QuickBooks auto-populates most CRS-1 Combined Report fields, but businesses must manually confirm municipality names, special codes, and location codes before filing.

QuickBooks Prefills New Mexico CRS-1 Short Form, But Users Must Verify Location Codes

QuickBooks users preparing New Mexico’s Form CRS-1 Combined Report (Short Form) are finding that while the software prefills most fields automatically, several critical entries require manual review — and overlooking them can lead to incorrect gross receipts, compensating, and withholding tax reporting.

What the Form Covers

The CRS-1 Short Form is used to report and pay combined gross receipts tax, compensating tax, and withholding tax for a given tax period. QuickBooks draws on existing company, payroll, and employee data to populate the form, and in most cases where that data is complete and up to date, users should not need to enter additional information manually. However, the software flags certain fields it could not fill, and those gaps are where confusion tends to arise.

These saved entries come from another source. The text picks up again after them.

// Example: calibrate_demo.rs
// Calibrates a synthetic equity skew with each configuration preset and prints
// the fitted parameters next to a per-strike model/market comparison.
//
// Usage:
//     cargo run --example calibrate_demo

use sabr_lib::{calibrate_smile, default_configs, evaluate_sabr, price_with_sabr, SmileQuote};

fn main() {
    let quote = SmileQuote::new(
        100.0,
        1.0,
        &[70.0, 80.0, 90.0, 100.0, 110.0, 120.0, 130.0],
        &[0.33, 0.28, 0.24, 0.22, 0.23, 0.26, 0.29],
    )
    .with_discount(0.97);

    println!("SABR calibration presets (F=100, T=1y, beta=0.5)\n");

    let presets = [
        ("minimal", default_configs::minimal()),
        ("fast", default_configs::fast()),
        ("production", default_configs::production()),
        ("research", default_configs::research()),
    ];

    for (name, config) in &presets {
        let result = calibrate_smile(&quote, config);
        println!("{}:", name);
        println!("   starts: {}  max evals: {}", config.multistart, config.max_evals);
        println!(
            "   alpha={:.6} rho={:.6} nu={:.6}",
            result.alpha(),
            result.rho(),
            result.nu()
        );
        println!(
            "   rmse={:.3}bp  price rmse={:.3}bp  nfev={}  success={}  runtime={:.2}ms",
            result.rmse_iv_bps, result.rmse_price_bps, result.nfev, result.success, result.runtime_ms
        );
        println!("   objective: {:.3e}\n", evaluate_sabr(&quote, &result.params, config));
    }

    let best = calibrate_smile(&quote, &default_configs::research());
    println!("Strike | Market IV% | Model IV% | Diff bp | Model price");
    for row in price_with_sabr(best.params, &quote) {
        println!(
            "{:>6.1} | {:>10.3} | {:>9.3} | {:>7.2} | {:>11.4}",
            row.strike,
            row.market_iv * 100.0,
            row.model_iv * 100.0,
            (row.model_iv - row.market_iv) * 1e4,
            row.model_price
        );
    }
}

When the Short Form Is Not Enough

Businesses with more than three locations, reporting codes, or lines of detail cannot use the Short Form and must file the CRS-1 Long Form instead. The Long Form is also required for any business claiming the Services for Resale Tax Credit. Users who attempt to force excess detail onto the Short Form risk filing an incomplete or rejected return.

Fields QuickBooks Does Not Automatically Populate

Municipality and County Names

Each row of the form requires the name of the municipality or county where a business location operates. Receipts are reported based on where the business location sits — not where goods or services were delivered — with two exceptions. For construction work, the job site counts as the business location. For real estate sales, the location of each property sold governs.

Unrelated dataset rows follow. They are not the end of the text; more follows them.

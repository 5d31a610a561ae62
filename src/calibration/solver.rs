//! Levenberg-Marquardt nonlinear least-squares solver.
//!
//! Minimises `0.5 * ||r(x)||²` over an unconstrained real vector `x`:
//!
//! ```text
//! (JᵀJ + λ·diag(JᵀJ)) δ = -Jᵀr
//! ```
//!
//! with a forward-difference Jacobian, a gain-ratio controlled damping update
//! (Nielsen) and the usual three stopping tests:
//!
//! - **ftol**: accepted step reduced the cost by less than `ftol * cost`
//! - **xtol**: step norm below `xtol * (xtol + ||x||)`
//! - **gtol**: `||Jᵀr||∞` below `gtol`
//!
//! The evaluation budget counts residual evaluations only; the `n` extra
//! evaluations spent on each finite-difference Jacobian are not counted.

/// Configuration for the Levenberg-Marquardt solver.
#[derive(Debug, Clone, Copy, PartialEq)]
pub struct LmConfig {
    /// Maximum residual-function evaluations (excluding finite-difference Jacobian columns)
    pub max_evals: usize,
    /// Relative cost-reduction tolerance
    pub ftol: f64,
    /// Relative step tolerance
    pub xtol: f64,
    /// Gradient infinity-norm tolerance
    pub gtol: f64,
    /// Initial damping factor
    pub initial_lambda: f64,
    /// Damping factor at which the solver gives up on a stuck iterate
    pub max_lambda: f64,
}

impl Default for LmConfig {
    fn default() -> Self {
        Self {
            max_evals: 300,
            ftol: 1e-10,
            xtol: 1e-10,
            gtol: 1e-10,
            initial_lambda: 1e-3,
            max_lambda: 1e16,
        }
    }
}

/// Why the solver stopped.
#[derive(Debug, Clone, Copy, PartialEq, Eq)]
pub enum TerminationReason {
    FunctionTolerance,
    StepTolerance,
    GradientTolerance,
    /// The evaluation budget ran out
    MaxEvaluations,
    /// Damping blew up without finding a descent step (or the problem is empty)
    NumericalFailure,
}

impl TerminationReason {
    pub fn is_converged(self) -> bool {
        matches!(
            self,
            TerminationReason::FunctionTolerance
                | TerminationReason::StepTolerance
                | TerminationReason::GradientTolerance
        )
    }
}

/// Result of a least-squares solve.
#[derive(Debug, Clone, PartialEq)]
pub struct LmResult {
    pub x: Vec<f64>,
    /// `0.5 * ||r(x)||²`
    pub cost: f64,
    pub residuals: Vec<f64>,
    /// Residual evaluations made (finite-difference Jacobian columns excluded)
    pub nfev: usize,
    /// Accepted plus rejected steps
    pub iterations: usize,
    pub reason: TerminationReason,
}

impl LmResult {
    pub fn success(&self) -> bool {
        self.reason.is_converged()
    }
}

#[inline]
fn cost_of(r: &[f64]) -> f64 {
    0.5 * r.iter().map(|v| v * v).sum::<f64>()
}

#[inline]
fn norm(v: &[f64]) -> f64 {
    v.iter().map(|x| x * x).sum::<f64>().sqrt()
}

/// Forward-difference Jacobian, row-major `m x n`.
fn jacobian<F>(residual_fn: &F, x: &[f64], r0: &[f64]) -> Vec<Vec<f64>>
where
    F: Fn(&[f64]) -> Vec<f64>,
{
    let n = x.len();
    let m = r0.len();
    let eps = f64::EPSILON.sqrt();
    let mut jac = vec![vec![0.0; n]; m];

    for c in 0..n {
        let mut xp = x.to_vec();
        let h = eps * x[c].abs().max(1.0);
        xp[c] += h;
        let h = xp[c] - x[c];
        let rp = residual_fn(&xp);
        for (row, (&a, &b)) in jac.iter_mut().zip(rp.iter().zip(r0)) {
            row[c] = (a - b) / h;
        }
    }
    jac
}

/// Solve `a x = b` for symmetric positive-definite `a` by Cholesky.
fn solve_cholesky(a: &[Vec<f64>], b: &[f64]) -> Option<Vec<f64>> {
    let n = b.len();
    if n == 0 || a.len() != n {
        return None;
    }

    let mut l = vec![vec![0.0; n]; n];
    for i in 0..n {
        for j in 0..=i {
            let mut sum = a[i][j];
            for k in 0..j {
                sum -= l[i][k] * l[j][k];
            }
            if i == j {
                if !(sum > 0.0) || !sum.is_finite() {
                    return None;
                }
                l[i][j] = sum.sqrt();
            } else {
                l[i][j] = sum / l[j][j];
            }
        }
    }

    let mut y = vec![0.0; n];
    for i in 0..n {
        let mut sum = b[i];
        for j in 0..i {
            sum -= l[i][j] * y[j];
        }
        y[i] = sum / l[i][i];
    }

    let mut x = vec![0.0; n];
    for i in (0..n).rev() {
        let mut sum = y[i];
        for j in (i + 1)..n {
            sum -= l[j][i] * x[j];
        }
        x[i] = sum / l[i][i];
    }

    if x.iter().all(|v| v.is_finite()) {
        Some(x)
    } else {
        None
    }
}

/// Minimise `0.5 * ||residual_fn(x)||²` starting from `x0`.
///
/// Never fails: an empty problem or a non-finite starting cost stops
/// immediately with [`TerminationReason::NumericalFailure`], and the best
/// iterate found so far is always returned.
pub fn levenberg_marquardt<F>(residual_fn: F, x0: &[f64], config: &LmConfig) -> LmResult
where
    F: Fn(&[f64]) -> Vec<f64>,
{
    let n = x0.len();
    let mut x = x0.to_vec();
    let mut r = residual_fn(&x);
    let mut nfev = 1usize;
    let mut cost = cost_of(&r);
    let mut iterations = 0usize;

    if n == 0 || r.is_empty() || !cost.is_finite() {
        return LmResult {
            x,
            cost,
            residuals: r,
            nfev,
            iterations,
            reason: TerminationReason::NumericalFailure,
        };
    }

    let mut lambda = config.initial_lambda;
    let mut nu = 2.0;
    let mut refresh_jacobian = true;
    let mut jtj = vec![vec![0.0; n]; n];
    let mut g = vec![0.0; n];

    let reason = loop {
        if refresh_jacobian {
            let jac = jacobian(&residual_fn, &x, &r);
            for i in 0..n {
                g[i] = jac.iter().zip(&r).map(|(row, ri)| row[i] * ri).sum();
                for j in 0..n {
                    jtj[i][j] = jac.iter().map(|row| row[i] * row[j]).sum();
                }
            }
            refresh_jacobian = false;

            let g_inf = g.iter().fold(0.0_f64, |acc, v| acc.max(v.abs()));
            if !g_inf.is_finite() {
                break TerminationReason::NumericalFailure;
            }
            if g_inf < config.gtol {
                break TerminationReason::GradientTolerance;
            }
        }

        if nfev >= config.max_evals {
            break TerminationReason::MaxEvaluations;
        }
        if lambda > config.max_lambda {
            break TerminationReason::NumericalFailure;
        }

        let mut damped = jtj.clone();
        for (i, row) in damped.iter_mut().enumerate() {
            row[i] += lambda * jtj[i][i].max(1e-12);
        }
        let neg_g: Vec<f64> = g.iter().map(|v| -v).collect();
        let Some(step) = solve_cholesky(&damped, &neg_g) else {
            lambda *= nu;
            nu *= 2.0;
            continue;
        };
        iterations += 1;

        let step_norm = norm(&step);
        let x_norm = norm(&x);
        let candidate: Vec<f64> = x.iter().zip(&step).map(|(xi, di)| xi + di).collect();
        let r_new = residual_fn(&candidate);
        nfev += 1;
        let cost_new = cost_of(&r_new);

        // predicted reduction of the local quadratic model
        let jtj_step: Vec<f64> = jtj
            .iter()
            .map(|row| row.iter().zip(&step).map(|(a, b)| a * b).sum())
            .collect();
        let predicted = -(g.iter().zip(&step).map(|(a, b)| a * b).sum::<f64>()
            + 0.5 * step.iter().zip(&jtj_step).map(|(a, b)| a * b).sum::<f64>());

        if cost_new.is_finite() && cost_new < cost {
            let actual = cost - cost_new;
            let gain = if predicted > 0.0 { actual / predicted } else { 1.0 };

            x = candidate;
            r = r_new;
            cost = cost_new;
            refresh_jacobian = true;
            lambda *= (1.0_f64 / 3.0).max(1.0 - (2.0 * gain - 1.0).powi(3));
            nu = 2.0;

            if cost == 0.0 || (actual < config.ftol * (cost + actual) && gain > 0.25) {
                break TerminationReason::FunctionTolerance;
            }
            if step_norm < config.xtol * (config.xtol + x_norm) {
                break TerminationReason::StepTolerance;
            }
        } else {
            if step_norm < config.xtol * (config.xtol + x_norm) {
                break TerminationReason::StepTolerance;
            }
            lambda *= nu;
            nu *= 2.0;
        }
    };

    LmResult {
        x,
        cost,
        residuals: r,
        nfev,
        iterations,
        reason,
    }
}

Out-of-state businesses with no New Mexico location or resident sales personnel enter “out-of-state.” The form also uses shorthand entries for specific receipt types: “GGRT” for governmental gross receipts, “LVGRT” for leased vehicle gross receipts, and “LVSur” for leased vehicle surcharges.

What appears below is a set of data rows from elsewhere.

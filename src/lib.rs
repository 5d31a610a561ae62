//! # SABR-Lib: Hagan SABR Smile Calibration
//!
//! `sabr-lib` fits the SABR stochastic-volatility model to a single maturity's
//! implied-volatility smile. It bundles a forward Black pricer, the Hagan (2002)
//! lognormal implied-vol approximation and a seeded multistart
//! Levenberg-Marquardt least-squares calibrator.
//!
//! ## Core Features
//!
//! - **Black Pricer**: forward-measure calls and puts, vega and implied-vol inversion
//! - **Hagan Formula**: closed-form SABR implied vol with a numerically stable ATM branch
//! - **Calibration**: vega-weighted least squares in an unconstrained coordinate system,
//!   with deterministic seeded multistart and optional parallel trials
//! - **Outer Layers**: CSV ingestion and output, SVG smile charts and a command-line driver
//!
//! ## Quick Start
//!
//! ```rust
//! use sabr_lib::{calibrate_smile, default_configs, price_with_sabr, SmileQuote};
//!
//! let quote = SmileQuote::new(
//!     100.0,
//!     1.0,
//!     &[80.0, 90.0, 100.0, 110.0, 120.0],
//!     &[0.28, 0.24, 0.22, 0.23, 0.26],
//! );
//!
//! // Fit alpha, rho and nu with beta fixed at 0.5
//! let result = calibrate_smile(&quote, &default_configs::fast());
//! println!("alpha={:.4} rho={:.4} nu={:.4}", result.alpha(), result.rho(), result.nu());
//!
//! // Compare model and market per strike
//! for row in price_with_sabr(result.params, &quote) {
//!     println!("K={} model_iv={:.4} market_iv={:.4}", row.strike, row.model_iv, row.market_iv);
//! }
//! ```
//!
//! ## Configuration Presets
//!
//! - `production()`: more multistart trials and a larger evaluation budget
//! - `fast()`: single start for development
//! - `research()`: many parallel trials with tight tolerances
//! - `minimal()`: quick validation settings

// ================================================================================================
// MODULES
// ================================================================================================

pub mod calibration;
pub mod io;
pub mod models;
pub mod plot;

// ================================================================================================
// IMPORTS
// ================================================================================================

use rand::rngs::StdRng;
use rand::{Rng, SeedableRng};
use rayon::prelude::*;

use models::{
    sabr::{sabr_calibrator, sabr_model::SabrSlice},
    utils::price_option,
};

// ================================================================================================
// PUBLIC RE-EXPORTS
// ================================================================================================

// Core types for market data and configuration
pub use calibration::{
    config::{CalibrationConfig, InitialGuessConfig, PerturbationConfig},
    types::{CalibrationResult, PricingResult, SmileQuote},
};

// Black pricer
pub use models::black::{black_implied_vol, black_price, black_vega, OptionSide};

// SABR model types and helpers
pub use models::sabr::{
    hagan::implied_vol as hagan_implied_vol,
    sabr_calibrator::{from_unconstrained, to_unconstrained},
    sabr_model::SABRParams,
};

// ================================================================================================
// DEFAULT CONFIGURATIONS
// ================================================================================================

/// Pre-configured calibration settings for common use cases.
///
/// # Available Configurations
///
/// - [`production()`]: Production-grade settings for live use
/// - [`fast()`]: Development-optimized settings
/// - [`research()`]: High-precision settings for research
/// - [`minimal()`]: Quick validation settings
pub mod default_configs {
    use crate::calibration::config::CalibrationConfig;

    /// Production-grade configuration.
    ///
    /// **Characteristics:**
    /// - Multistart trials: 5
    /// - Evaluation budget per trial: 500
    /// - Tolerances: 1e-10
    ///
    /// # Example
    ///
    /// ```rust
    /// use sabr_lib::default_configs;
    ///
    /// let config = default_configs::production();
    /// assert_eq!(config.multistart, 5);
    /// ```
    pub fn production() -> CalibrationConfig {
        CalibrationConfig::production()
    }

    /// Fast configuration for development and testing.
    ///
    /// **Characteristics:**
    /// - Single unperturbed start
    /// - Evaluation budget per trial: 100
    /// - Tolerances: 1e-8
    pub fn fast() -> CalibrationConfig {
        CalibrationConfig::fast()
    }

    /// High-precision configuration for research and backtesting.
    ///
    /// **Characteristics:**
    /// - Multistart trials: 16, solved in parallel
    /// - Evaluation budget per trial: 2,000
    /// - Tolerances: 1e-12
    pub fn research() -> CalibrationConfig {
        CalibrationConfig::research()
    }

    /// Minimal configuration for quick validation and debugging.
    pub fn minimal() -> CalibrationConfig {
        CalibrationConfig::minimal()
    }
}

/// Calibrate SABR parameters (alpha, rho, nu) to one maturity's smile.
///
/// Beta is fixed at `config.beta`. A `rand::rngs::StdRng` seeded from
/// `config.seed` drives the multistart perturbations, so repeated calls with
/// identical inputs return identical parameters.
///
/// # Arguments
///
/// * `quote` - Forward, maturity, discount factor, option side and the
///   `(strike, market_iv)` pairs of a single expiry.
/// * `config` - Calibration settings. Use [`default_configs`] for presets.
///
/// # Returns
///
/// Always returns a [`CalibrationResult`]; non-convergence is reported through
/// `success = false` with best-effort parameters. An empty smile yields the
/// initial-guess parameters with NaN RMSE fields.
///
/// # Example
///
/// ```rust
/// use sabr_lib::{calibrate_smile, CalibrationConfig, SmileQuote};
///
/// let quote = SmileQuote::new(100.0, 1.0, &[80.0, 100.0, 120.0], &[0.26, 0.22, 0.24]);
/// let result = calibrate_smile(&quote, &CalibrationConfig::default());
/// assert!(result.alpha() > 0.0);
/// assert!(result.rho().abs() < 1.0);
/// ```
pub fn calibrate_smile(quote: &SmileQuote, config: &CalibrationConfig) -> CalibrationResult {
    let mut rng = StdRng::seed_from_u64(config.seed);
    calibrate_smile_with_rng(quote, config, &mut rng)
}

/// Same as [`calibrate_smile`] but draws the multistart perturbations from a
/// caller-supplied generator. `config.seed` is ignored.
pub fn calibrate_smile_with_rng<R: Rng>(
    quote: &SmileQuote,
    config: &CalibrationConfig,
    rng: &mut R,
) -> CalibrationResult {
    sabr_calibrator::calibrate_with_rng(quote, config, rng)
}

/// Calibrate a batch of independent smiles.
///
/// Every smile gets its own generator seeded from `config.seed`, so each
/// result equals a standalone [`calibrate_smile`] call. With
/// `config.parallel_smiles` the smiles are solved on the rayon pool; results
/// are returned in input order either way.
pub fn calibrate_smiles(quotes: &[SmileQuote], config: &CalibrationConfig) -> Vec<CalibrationResult> {
    if config.parallel_smiles {
        quotes
            .par_iter()
            .map(|q| calibrate_smile(q, config))
            .collect()
    } else {
        quotes.iter().map(|q| calibrate_smile(q, config)).collect()
    }
}

/// Evaluate the calibration objective for a fixed parameter set.
///
/// This is the weighted sum of squared implied-vol residuals that
/// [`calibrate_smile`] minimises, using the weighting scheme from `config`.
pub fn evaluate_sabr(quote: &SmileQuote, params: &SABRParams, config: &CalibrationConfig) -> f64 {
    sabr_calibrator::evaluate_objective(quote, params, config)
}

/// Price every strike of `quote` with SABR-implied vols.
///
/// Prices use the quote's side and discount factor. Market prices come from
/// the same Black formula at the quoted vols. Results are sorted by strike.
pub fn price_with_sabr(params: SABRParams, quote: &SmileQuote) -> Vec<PricingResult> {
    let slice = SabrSlice::new(quote.forward, quote.maturity, params);

    let mut results: Vec<PricingResult> = quote
        .points()
        .map(|(strike, market_iv)| {
            let model = price_option(quote.side, strike, quote.discount, &slice);
            let market_price = black_price(
                quote.forward,
                strike,
                quote.maturity,
                market_iv,
                quote.side,
                quote.discount,
            );
            PricingResult {
                side: quote.side,
                strike,
                market_iv,
                model_iv: model.model_iv,
                market_price,
                model_price: model.price,
            }
        })
        .collect();

    results.sort_by(|a, b| a.strike.total_cmp(&b.strike));
    results
}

When a business needs to report more than three locations, the Short Form runs out of space. In that situation, filers attach the supplemental reporting form (Form RPD-31090) or a continuation sheet in the same format, writing “See Attached” on the CRS-1 itself.

Special Codes

A single-letter code may be required depending on the business type: “S” for transportation, “T” for interstate telecommunications, “M” for certain health care practitioners, and “F” for food retailers. These codes signal to the state’s processing system that a special tax rate or distribution rule may apply. Interstate telecommunications and transportation companies face additional reporting requirements beyond what the standard form covers.

Location Codes

Each location requires a code drawn from the Gross Receipts Tax Rate Schedule. The general out-of-state code is 88-888, though specific scenarios — such as research and development services performed outside New Mexico — carry their own reporting nuances.

Withholding Amounts

A common question among filers is how the withholding amounts on the form are calculated. QuickBooks provides hyperlink references within the form window that trace each figure back to its source in the company file. Users who cannot locate the derivation of a specific number should use the in-form help resources rather than guessing, as withholding figures feed directly into the total tax liability reported on the return.

What to Check Before Filing

The practical takeaway for users is straightforward: QuickBooks handles the bulk of the data entry, but the form is only as accurate as the underlying company, payroll, and employee records. Before submitting, review every field the software left blank, confirm that location codes match the current tax rate schedule, verify special codes if applicable, and ensure the Short Form is the correct version for your filing situation. For general guidance on resolving QuickBooks form and filing issues, the help resources within the form window are the first place to look.